Commercial Vehicle Enforcement officers, whose uniforms and cars are light brown, were once employees of the state Transportation Cabinet. They were once limited to giving tickets to commercial trucks, but since a 1994 court ruling they could legally cite all motorists for offenses such as drunken driving and speeding.

In 2008, Gov. Steve Beshear signed an executive order in which Vehicle Enforcement became a division of the Kentucky State Police, whose uniforms and cars are gray.

In doing so, "we're able to eliminate a layer of bureaucracy, and allow (Vehicle Enforcement) to focus on vehicle and driver safety, and enforce compliance of vehicles operating in commerce," Beshear said in a July 2008 press release.

The reorganization was expected to save $750,000 to $1 million annually through greater efficiency, by eliminating top-level positions, reducing fuel costs, eliminating duplicative operations and programs, and centralizing offices and facilities.

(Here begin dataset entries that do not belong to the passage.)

//! Shutdown signalling for workers.

use std::sync::Arc;
use tokio::sync::watch;
use tracing::debug;

/// A cancellation token shared by the worker pool.
///
/// Cloning shares the underlying signal. Cancelling any clone cancels all of
/// them.
///
/// # Examples
///
/// ```rust
/// use mailroom::jobs::CancellationToken;
///
/// # async fn example() {
/// let token = CancellationToken::new();
/// let child = token.clone();
///
/// token.cancel();
/// child.cancelled().await;
/// assert!(child.is_cancelled());
/// # }
/// ```
#[derive(Debug, Clone)]
pub struct CancellationToken {
    state: Arc<CancellationState>,
}

#[derive(Debug)]
struct CancellationState {
    tx: watch::Sender<bool>,
    rx: watch::Receiver<bool>,
}

impl CancellationToken {
    /// Create a new cancellation token.
    #[must_use]
    pub fn new() -> Self {
        let (tx, rx) = watch::channel(false);
        Self {
            state: Arc::new(CancellationState { tx, rx }),
        }
    }

    /// Check if cancellation has been requested.
    #[must_use]
    pub fn is_cancelled(&self) -> bool {
        *self.state.rx.borrow()
    }

    /// Request cancellation.
    pub fn cancel(&self) {
        let _ = self.state.tx.send(true);
        debug!("Cancellation requested");
    }

    /// Wait for cancellation. Returns immediately if already cancelled.
    pub async fn cancelled(&self) {
        let mut rx = self.state.rx.clone();
        while !*rx.borrow_and_update() {
            if rx.changed().await.is_err() {
                break;
            }
        }
    }

    /// Run `future` unless cancellation arrives first.
    ///
    /// Returns `None` when cancelled.
    pub async fn run_until_cancelled<F, T>(&self, future: F) -> Option<T>
    where
        F: std::future::Future<Output = T>,
    {
        tokio::select! {
            result = future => Some(result),
            () = self.cancelled() => None,
        }
    }
}

impl Default for CancellationToken {
    fn default() -> Self {
        Self::new()
    }
}

/// How a worker pool shutdown ended.
#[derive(Debug, Clone, Copy, PartialEq, Eq)]
pub enum ShutdownResult {
    /// Every worker finished its in-flight job.
    Graceful,
    /// The grace period ran out; remaining workers were aborted.
    Forced {
        /// Workers still running at the deadline.
        workers_remaining: usize,
    },
}
//! Testing utilities
//!
//! Provides scripted providers and instrumented builders for exercising the
//! delivery pipeline without real infrastructure.

use async_trait::async_trait;
use parking_lot::Mutex;
use std::collections::VecDeque;
use std::path::Path;
use std::sync::atomic::{AtomicUsize, Ordering};
use std::time::Duration;
use uuid::Uuid;

use crate::email::{EmailError, EmailProvider, OutboundEmail, SendReceipt};
use crate::template::{MiniJinjaBuilder, TemplateBuilder, TemplateError};

/// Provider whose outcomes are scripted in advance
///
/// Each send pops the next scripted outcome; once the script is exhausted the
/// fallback outcome is used. Every message handed to the provider is recorded.
///
/// # Examples
///
/// ```rust
/// use mailroom::email::{EmailProvider, OutboundEmail};
/// use mailroom::testing::ScriptedProvider;
///
/// # async fn example() {
/// let provider = ScriptedProvider::with_script("smtp", [Err("SMTP timeout"), Ok(())]);
/// let email = OutboundEmail::new("a@example.com", "b@example.com", "Hi", "<p>Hi</p>");
///
/// assert!(provider.send(&email).await.is_err());
/// assert!(provider.send(&email).await.is_ok());
/// assert_eq!(provider.calls(), 2);
/// # }
/// ```
#[derive(Debug)]
pub struct ScriptedProvider {
    name: String,
    script: Mutex<VecDeque<Result<(), String>>>,
    fallback: Result<(), String>,
    sent: Mutex<Vec<OutboundEmail>>,
    calls: AtomicUsize,
}

impl ScriptedProvider {
    /// Provider that accepts every message
    #[must_use]
    pub fn succeeding(name: impl Into<String>) -> Self {
        Self::new(name.into(), VecDeque::new(), Ok(()))
    }

    /// Provider that rejects every message with `reason`
    #[must_use]
    pub fn failing(name: impl Into<String>, reason: impl Into<String>) -> Self {
        Self::new(name.into(), VecDeque::new(), Err(reason.into()))
    }

    /// Provider following `script`, then succeeding
    #[must_use]
    pub fn with_script<'a>(
        name: impl Into<String>,
        script: impl IntoIterator<Item = Result<(), &'a str>>,
    ) -> Self {
        let script = script
            .into_iter()
            .map(|outcome| outcome.map_err(str::to_string))
            .collect();
        Self::new(name.into(), script, Ok(()))
    }

    fn new(name: String, script: VecDeque<Result<(), String>>, fallback: Result<(), String>) -> Self {
        Self {
            name,
            script: Mutex::new(script),
            fallback,
            sent: Mutex::new(Vec::new()),
            calls: AtomicUsize::new(0),
        }
    }

    /// Number of send attempts
    #[must_use]
    pub fn calls(&self) -> usize {
        self.calls.load(Ordering::SeqCst)
    }

    /// Messages accepted so far
    #[must_use]
    pub fn accepted(&self) -> Vec<OutboundEmail> {
        self.sent.lock().clone()
    }
}

#[async_trait]
impl EmailProvider for ScriptedProvider {
    fn name(&self) -> &str {
        &self.name
    }

    async fn send(&self, email: &OutboundEmail) -> Result<SendReceipt, EmailError> {
        self.calls.fetch_add(1, Ordering::SeqCst);
        let outcome = self
            .script
            .lock()
            .pop_front()
            .unwrap_or_else(|| self.fallback.clone());

        match outcome {
            Ok(()) => {
                self.sent.lock().push(email.clone());
                Ok(SendReceipt {
                    provider_message_id: format!("{}-{}", self.name, Uuid::new_v4().simple()),
                    provider: self.name.clone(),
                })
            }
            Err(reason) => Err(EmailError::send_failed(&self.name, reason)),
        }
    }
}

/// Minijinja builder that counts builds and can be slowed down
///
/// The delay widens the race window when checking that concurrent resolves
/// compile a template only once.
#[derive(Debug, Default)]
pub struct CountingBuilder {
    inner: MiniJinjaBuilder,
    delay: Duration,
    builds: AtomicUsize,
}

impl CountingBuilder {
    /// Builder with no artificial delay
    #[must_use]
    pub fn new() -> Self {
        Self::default()
    }

    /// Builder that sleeps for `delay` before compiling
    #[must_use]
    pub fn with_delay(delay: Duration) -> Self {
        Self {
            delay,
            ..Self::default()
        }
    }

    /// Number of builds performed
    #[must_use]
    pub fn builds(&self) -> usize {
        self.builds.load(Ordering::SeqCst)
    }
}

#[async_trait]
impl TemplateBuilder for CountingBuilder {
    async fn build(
        &self,
        name: &str,
        source: &str,
        fingerprint: &str,
        dest: &Path,
    ) -> Result<(), TemplateError> {
        self.builds.fetch_add(1, Ordering::SeqCst);
        if !self.delay.is_zero() {
            tokio::time::sleep(self.delay).await;
        }
        self.inner.build(name, source, fingerprint, dest).await
    }
}
//! Compile-once artifact cache
//!
//! `resolve` is a double-checked build: an artifact that already exists is
//! returned without touching the lock; otherwise the caller takes
//! `compile:<name>`, checks again, and only then builds.

use std::path::Path;
use std::sync::Arc;
use std::time::Duration;
use tracing::{debug, info, instrument};

use super::{fingerprint, validate_name, ArtifactHandle, TemplateBuilder, TemplateError, TemplateLayout};
use crate::lock::DistributedLock;

/// Resolves template names to compiled artifacts
pub struct ArtifactCache {
    layout: TemplateLayout,
    lock: DistributedLock,
    builder: Arc<dyn TemplateBuilder>,
    build_lock_ttl: Duration,
}

impl std::fmt::Debug for ArtifactCache {
    fn fmt(&self, f: &mut std::fmt::Formatter<'_>) -> std::fmt::Result {
        f.debug_struct("ArtifactCache")
            .field("layout", &self.layout)
            .field("lock", &self.lock)
            .field("build_lock_ttl", &self.build_lock_ttl)
            .finish_non_exhaustive()
    }
}

impl ArtifactCache {
    /// Create a cache
    ///
    /// `build_lock_ttl` must exceed the slowest expected build.
    #[must_use]
    pub fn new(
        layout: TemplateLayout,
        lock: DistributedLock,
        builder: Arc<dyn TemplateBuilder>,
        build_lock_ttl: Duration,
    ) -> Self {
        Self {
            layout,
            lock,
            builder,
            build_lock_ttl,
        }
    }

    /// Directory layout
    #[must_use]
    pub const fn layout(&self) -> &TemplateLayout {
        &self.layout
    }

    /// Return the artifact for `name`, compiling it if needed
    ///
    /// # Errors
    ///
    /// - `TemplateError::InvalidName` / `TemplateError::NotFound` before any locking
    /// - `TemplateError::Lock` when `compile:<name>` cannot be acquired in time
    /// - `TemplateError::BuildFailed` when the source does not compile
    #[instrument(skip(self), fields(template = %name))]
    pub async fn resolve(&self, name: &str) -> Result<ArtifactHandle, TemplateError> {
        validate_name(name)?;

        let source_path = self.layout.source_path(name);
        let source = match tokio::fs::read_to_string(&source_path).await {
            Ok(source) => source,
            Err(e) if e.kind() == std::io::ErrorKind::NotFound => {
                return Err(TemplateError::NotFound {
                    name: name.to_string(),
                });
            }
            Err(e) => return Err(TemplateError::io(source_path, e)),
        };

        let fingerprint = fingerprint(&source);
        let handle = ArtifactHandle {
            name: name.to_string(),
            path: self.layout.artifact_path(name, &fingerprint),
            fingerprint,
        };

        if artifact_exists(&handle.path).await? {
            debug!(fingerprint = %handle.fingerprint, "Artifact cache hit");
            return Ok(handle);
        }

        let resource = format!("compile:{name}");
        self.lock
            .with_lock(&resource, self.build_lock_ttl, || async {
                // Another worker may have finished the build while we waited.
                if artifact_exists(&handle.path).await? {
                    debug!(fingerprint = %handle.fingerprint, "Artifact built by another worker");
                    return Ok(());
                }

                info!(fingerprint = %handle.fingerprint, "Artifact missing, compiling");
                self.builder
                    .build(name, &source, &handle.fingerprint, &handle.path)
                    .await
            })
            .await?;

        Ok(handle)
    }
}

async fn artifact_exists(path: &Path) -> Result<bool, TemplateError> {
    tokio::fs::try_exists(path)
        .await
        .map_err(|e| TemplateError::io(path, e))
}

#[cfg(test)]
mod tests {
    use super::*;
    use crate::lock::{InMemoryLockBackend, LockError};
    use crate::template::{MiniJinjaBuilder, MockTemplateBuilder};
    use crate::testing::CountingBuilder;

    fn cache_with(dir: &Path, builder: Arc<dyn TemplateBuilder>) -> ArtifactCache {
        ArtifactCache::new(
            TemplateLayout::new(dir.join("src"), dir.join("dist"), "html"),
            DistributedLock::new(Arc::new(InMemoryLockBackend::new())),
            builder,
            Duration::from_secs(30),
        )
    }

    fn write_source(dir: &Path, name: &str, body: &str) {
        let path = dir.join("src").join(format!("{name}.html"));
        std::fs::create_dir_all(path.parent().unwrap()).unwrap();
        std::fs::write(path, body).unwrap();
    }

    #[tokio::test]
    async fn test_missing_source_fails_before_locking() {
        let dir = tempfile::tempdir().unwrap();
        let mut builder = MockTemplateBuilder::new();
        builder.expect_build().never();

        let err = cache_with(dir.path(), Arc::new(builder)).resolve("nope").await.unwrap_err();
        assert!(matches!(err, TemplateError::NotFound { ref name } if name == "nope"));
    }

    #[tokio::test]
    async fn test_second_resolve_is_a_cache_hit() {
        let dir = tempfile::tempdir().unwrap();
        write_source(dir.path(), "welcome", "Hello {{ name }}");

        let builder = Arc::new(CountingBuilder::new());
        let cache = cache_with(dir.path(), builder.clone());
        let first = cache.resolve("welcome").await.unwrap();
        let second = cache.resolve("welcome").await.unwrap();

        assert_eq!(first, second);
        assert!(first.path().exists());
        assert_eq!(builder.builds(), 1);
    }

    #[tokio::test]
    async fn test_edited_source_rebuilds() {
        let dir = tempfile::tempdir().unwrap();
        write_source(dir.path(), "welcome", "Hello {{ name }}");
        let cache = cache_with(dir.path(), Arc::new(MiniJinjaBuilder::new()));

        let before = cache.resolve("welcome").await.unwrap();
        write_source(dir.path(), "welcome", "Welcome aboard, {{ name }}");
        let after = cache.resolve("welcome").await.unwrap();

        assert_ne!(before.fingerprint(), after.fingerprint());
        assert!(after.path().exists());
    }

    #[tokio::test]
    async fn test_build_failure_propagates_and_releases_lock() {
        let dir = tempfile::tempdir().unwrap();
        write_source(dir.path(), "broken", "{% for x in %}");
        let cache = cache_with(dir.path(), Arc::new(MiniJinjaBuilder::new()));

        let err = cache.resolve("broken").await.unwrap_err();
        assert!(matches!(err, TemplateError::BuildFailed { .. }));

        // The lock was released, so a retry fails the same way instead of timing out.
        let err = cache.resolve("broken").await.unwrap_err();
        assert!(matches!(err, TemplateError::BuildFailed { .. }));
    }

    #[tokio::test(start_paused = true)]
    async fn test_contended_lock_surfaces_timeout() {
        let dir = tempfile::tempdir().unwrap();
        write_source(dir.path(), "welcome", "Hello");
        let backend = Arc::new(InMemoryLockBackend::new());
        let lock = DistributedLock::new(backend);
        let _held = lock.acquire("compile:welcome", Duration::from_secs(60)).await.unwrap();

        let cache = ArtifactCache::new(
            TemplateLayout::new(dir.path().join("src"), dir.path().join("dist"), "html"),
            lock,
            Arc::new(MiniJinjaBuilder::new()),
            Duration::from_secs(30),
        );

        let err = cache.resolve("welcome").await.unwrap_err();
        assert!(matches!(err, TemplateError::Lock(LockError::Timeout { .. })));
        assert!(err.is_retryable());
    }
}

The suit says unequal pay violates the state constitution and the Kentucky Civil Rights Act regarding equal protection under the law.

The complaint appeals the denial of a grievance by Brewer, seeks a trial by jury, and asks for an award of compensatory damages in an amount to be proven at trial. It also seeks injunctive relief as it relates to rights, privileges and benefits, and seeks punitive damages for violation of the plaintiffs' constitutional rights.

In a Dec. 6 letter responding to the grievance, Brewer wrote that the qualifications, training requirements and overall job duties are different among all employees of state police, whether they are arson investigators, hazardous devices investigators or sworn officers.

"Kentucky State Troopers undergo a very competitive, rigorous selection process and training program that by virtue of completing gives them a different set of knowledge, skills and abilities," Brewer wrote.

Although vehicle enforcement officers "are sometimes used for duties traditionally assigned to Troopers, these instances are infrequent and mostly in a support capacity," Brewer wrote.

In addition, Brewer wrote, the vehicle enforcement mission and objectives "are specifically focused on enforcing commercial vehicle laws and regulations. Since the mission, qualifications, training requirements and overall job duties are different, I cannot support the argument that the job classification of a CVE Officer is the same or substantially similar to that of a Trooper."

Brewer wrote that he has recognized that vehicle enforcement officers' pay "should be increased on their own merit."

"With this in mind, I have taken a number of steps to increase the benefits" for vehicle enforcement officers, Brewer wrote.

That included implementing a new rank of Commercial Vehicle Officer II and promoting those eligible, providing a per diem allowance for all sworn vehicle enforcement officers, and providing a clothing allowance for those officers in ranks and assignments that are eligible.

Brewer said he has also "allowed plentiful overtime opportunities" for vehicle enforcement officers "that are not permitted at the same volume for Troopers." Brewer said those efforts "have substantially improved the overall pay and benefits" for vehicle enforcement officers.

The state police have about three weeks to file a response to the suit.